Items listed in a dataset
//! Line-oriented operator console on the USB serial port
//!
//! ```text
//! open | close | stop | pos <0-100> | cmd <hex>
//! raw <hex frame>
//! inf <NN:AA> <whose> <submenu> <run> <next> [data]
//! mcu <submenu> [data]
//! autoclose|photoclose|alwaysclose on|off
//! dump | stats | save | reset
//! ```

use std::io::BufRead;
use std::sync::mpsc::Sender;

use log::{info, warn};
use nice_bust4::interpreter::Setting;
use nice_bust4::CoverCall;

#[derive(Debug, Clone, PartialEq)]
pub enum ConsoleCommand {
    Cover(CoverCall),
    Control(u8),
    Raw(String),
    Inf {
        to: String,
        whose: String,
        submenu: String,
        run: String,
        next_data: String,
        data: String,
    },
    Mcu {
        submenu: String,
        data: String,
    },
    Setting(Setting, bool),
    Dump,
    Stats,
    Save,
    Reset,
}

/// Parse one console line. `Err` carries a message for the operator.
pub fn parse_line(line: &str) -> Result<ConsoleCommand, String> {
    let mut words = line.split_whitespace();
    let Some(verb) = words.next() else {
        return Err("empty line".to_string());
    };
    let args: Vec<&str> = words.collect();

    let command = match (verb.to_ascii_lowercase().as_str(), args.as_slice()) {
        ("open", []) => ConsoleCommand::Cover(CoverCall::open()),
        ("close", []) => ConsoleCommand::Cover(CoverCall::close()),
        ("stop", []) => ConsoleCommand::Cover(CoverCall::stop()),
        ("pos", [percent]) => {
            let percent: f32 = percent
                .parse()
                .map_err(|_| format!("bad percent '{}'", percent))?;
            ConsoleCommand::Cover(CoverCall::position(percent / 100.0))
        }
        ("cmd", [code]) => ConsoleCommand::Control(
            u8::from_str_radix(code, 16).map_err(|_| format!("bad command code '{}'", code))?,
        ),
        ("raw", rest) if !rest.is_empty() => ConsoleCommand::Raw(rest.concat()),
        ("inf", [to, whose, submenu, run, next_data, data @ ..]) if data.len() <= 1 => {
            ConsoleCommand::Inf {
                to: to.to_string(),
                whose: whose.to_string(),
                submenu: submenu.to_string(),
                run: run.to_string(),
                next_data: next_data.to_string(),
                data: data.concat(),
            }
        }
        ("mcu", [submenu, data @ ..]) if data.len() <= 1 => ConsoleCommand::Mcu {
            submenu: submenu.to_string(),
            data: data.concat(),
        },
        ("autoclose", [state]) => ConsoleCommand::Setting(Setting::AutoClose, parse_switch(state)?),
        ("photoclose", [state]) => {
            ConsoleCommand::Setting(Setting::PhotoClose, parse_switch(state)?)
        }
        ("alwaysclose", [state]) => {
            ConsoleCommand::Setting(Setting::AlwaysClose, parse_switch(state)?)
        }
        ("dump", []) => ConsoleCommand::Dump,
        ("stats", []) => ConsoleCommand::Stats,
        ("save", []) => ConsoleCommand::Save,
        ("reset", []) => ConsoleCommand::Reset,
        _ => return Err(format!("unrecognised command '{}'", line.trim())),
    };
    Ok(command)
}

fn parse_switch(word: &str) -> Result<bool, String> {
    match word.to_ascii_lowercase().as_str() {
        "on" | "1" | "true" => Ok(true),
        "off" | "0" | "false" => Ok(false),
        _ => Err(format!("expected on/off, got '{}'", word)),
    }
}

/// Read stdin forever, forwarding parsed commands.
pub fn console_task(tx: Sender<ConsoleCommand>) {
    info!("Console ready");
    let stdin = std::io::stdin();
    for line in stdin.lock().lines() {
        let line = match line {
            Ok(line) => line,
            Err(e) => {
                warn!("Console read failed: {}", e);
                continue;
            }
        };
        if line.trim().is_empty() {
            continue;
        }
        match parse_line(&line) {
            Ok(command) => {
                if tx.send(command).is_err() {
                    break;
                }
            }
            Err(e) => warn!("Console: {}", e),
        }
    }
}
//! BusT4 Frame Dump Decoder
//!
//! Decodes hex dumps captured from the bus and shows how the engine would
//! interpret them. Each argument is one stream of bytes; separators such as
//! spaces, dots or dashes are ignored.
//!
//! ```text
//! cargo run --example decode_dump -- "55.0C.00.FF.00.66.01.05.9D.01.82.01.64.E6.0C"
//! RUST_LOG=debug cargo run --example decode_dump -- 550c00ff00660105...
//! ```

use std::time::Instant;

use nice_bust4::interpreter::IdentityField;
use nice_bust4::receiver::FrameReceiver;
use nice_bust4::{
    parse_hex_command, ControlCommand, EngineConfig, Identity, Message, Packet, ProtocolEngine,
};

fn main() -> Result<(), Box<dyn std::error::Error>> {
    env_logger::init();

    let dumps: Vec<String> = std::env::args().skip(1).collect();
    if dumps.is_empty() {
        eprintln!("usage: decode_dump <hex stream> [<hex stream> ...]");
        std::process::exit(2);
    }

    let config = EngineConfig::default();
    let mut engine = ProtocolEngine::new(config.clone());
    let mut receiver = FrameReceiver::new(config.rx_timeout);
    let now = Instant::now();

    for (n, dump) in dumps.iter().enumerate() {
        let bytes = parse_hex_command(dump)?;
        println!("Stream {} ({} bytes)", n + 1, bytes.len());
        println!("================================");

        for byte in &bytes {
            match receiver.push(*byte, now) {
                Some(Ok(frame)) => {
                    let packet = Packet::from_frame(&frame);
                    println!("  frame  {}", hex::encode_upper(frame.as_bytes()));
                    println!("  from   {} to {}", packet.source, packet.destination);
                    describe(&packet.message);
                }
                Some(Err(err)) => println!("  rejected: {}", err),
                None => {}
            }
        }

        if let Some(state) = engine.on_bytes(&bytes, now) {
            println!("  cover  {:?} at {}%", state.state, state.percent());
        }
        println!();
    }

    let stats = receiver.stats();
    println!("Summary");
    println!("=======");
    println!("  frames ok:       {}", stats.frames_ok);
    println!("  malformed:       {}", stats.malformed);
    println!("  discarded bytes: {}", stats.discarded_bytes);
    println!("  drive:           {}", engine.drive_address());
    println!(
        "  manufacturer:    {}",
        Identity::text(engine.identity().get(IdentityField::Manufacturer))
    );
    for fault in engine.drain_faults() {
        println!("  fault:           {}", fault.error);
    }

    Ok(())
}

fn describe(message: &Message) {
    match message {
        Message::Control { command } => {
            let name = ControlCommand::from_u8(*command)
                .map(|c| c.name())
                .unwrap_or("unknown");
            println!("  CMD    control {} (0x{:02X})", name, command);
        }
        Message::InfoRequest(req) => println!(
            "  INF    request whose=0x{:02X} submenu=0x{:02X} run=0x{:02X} data={}",
            req.whose,
            req.submenu,
            req.run,
            hex::encode_upper(&req.data)
        ),
        Message::InfoResponse(rsp) => println!(
            "  INF    response whose=0x{:02X} submenu=0x{:02X} run=0x{:02X} err=0x{:02X} data={}",
            rsp.whose,
            rsp.submenu,
            rsp.run,
            rsp.error,
            hex::encode_upper(&rsp.data)
        ),
        Message::CommandReply(reply) if reply.is_status() => println!(
            "  INF    status 0x{:02X} position {}",
            reply.sub_run, reply.value
        ),
        Message::CommandReply(reply) => println!(
            "  INF    command echo 0x{:02X} err=0x{:02X}",
            reply.sub_run, reply.error
        ),
        Message::Unknown { message_type, body } => println!(
            "  ???    type 0x{:02X} body {}",
            message_type,
            hex::encode_upper(body)
        ),
    }
}
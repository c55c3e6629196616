//! # nice-bust4
//!
//! Protocol engine for the Nice BusT4 serial bus used by gate and door
//! actuators.
//!
//! The bus runs half-duplex at 19200 8N1. Every frame is preceded by a break
//! and starts with `0x55`; the header carries destination and source
//! network/address pairs and two XOR checksums. This crate handles:
//!
//! - **Framing**: checksum computation and frame validation ([`frame`])
//! - **Encoding**: control commands, information requests and raw operator
//!   frames ([`encoder`], [`message`])
//! - **Receiving**: byte-at-a-time accumulation with resynchronisation
//!   ([`receiver`])
//! - **Interpretation**: status, position, identity and settings replies
//!   ([`interpreter`])
//! - **Scheduling**: a FIFO transmit queue with one frame in flight
//!   ([`scheduler`])
//! - **Cover state**: motion, fractional position and publish suppression
//!   ([`cover`])
//!
//! [`ProtocolEngine`] ties these together behind `on_byte`, `tick` and
//! `enqueue_command`. The serial line itself is abstracted by
//! [`BusTransport`].
//!
//! # Features
//!
//! - `std` (default): turns on std support in `bytes`, `log`, `hex` and
//!   `serde`. The crate itself always needs std for `Instant`.
//! - `serde` (default): Serialize/Deserialize for configuration and
//!   published state.
//!
//! # Example
//!
//! ```
//! use std::time::Instant;
//! use nice_bust4::{ControlCommand, EngineConfig, ProtocolEngine, RecordingBus};
//!
//! let mut engine = ProtocolEngine::new(EngineConfig::default());
//! let mut bus = RecordingBus::new();
//!
//! engine.enqueue_command(ControlCommand::StepByStep).unwrap();
//! engine.tick(&mut bus, Instant::now());
//!
//! assert_eq!(
//!     hex::encode(&bus.sent()[0]),
//!     "550c00ff006601059d01820164e60c"
//! );
//! ```

pub mod codes;
pub mod config;
pub mod cover;
pub mod encoder;
pub mod engine;
pub mod error;
pub mod frame;
pub mod interpreter;
pub mod message;
pub mod receiver;
pub mod scheduler;
pub mod transport;

pub use codes::{ControlCommand, MessageType, MotorType, RunMode, Whose};
pub use config::EngineConfig;
pub use cover::{CoverCall, CoverState, CoverTraits, MotionState, PublishedState};
pub use encoder::{parse_hex_command, prepare_raw_command, CommandEncoder};
pub use engine::{EngineStats, ProtocolEngine};
pub use error::{Bust4Error, Fault, Result};
pub use frame::{checksum, validate_frame, BusAddress, Frame};
pub use interpreter::{EndStop, Identity, Setting, Settings};
pub use message::{Message, Packet};
pub use transport::{BusTransport, RecordingBus, SerialConfig};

Assignment: Give back exactly the lines from the beginning of the records through the line containing "use nice_bust4::CoverCall;", and only those.

Task result:
//! Line-oriented operator console on the USB serial port
//!
//! ```text
//! open | close | stop | pos <0-100> | cmd <hex>
//! raw <hex frame>
//! inf <NN:AA> <whose> <submenu> <run> <next> [data]
//! mcu <submenu> [data]
//! autoclose|photoclose|alwaysclose on|off
//! dump | stats | save | reset
//! ```

use std::io::BufRead;
use std::sync::mpsc::Sender;

use log::{info, warn};
use nice_bust4::interpreter::Setting;
use nice_bust4::CoverCall;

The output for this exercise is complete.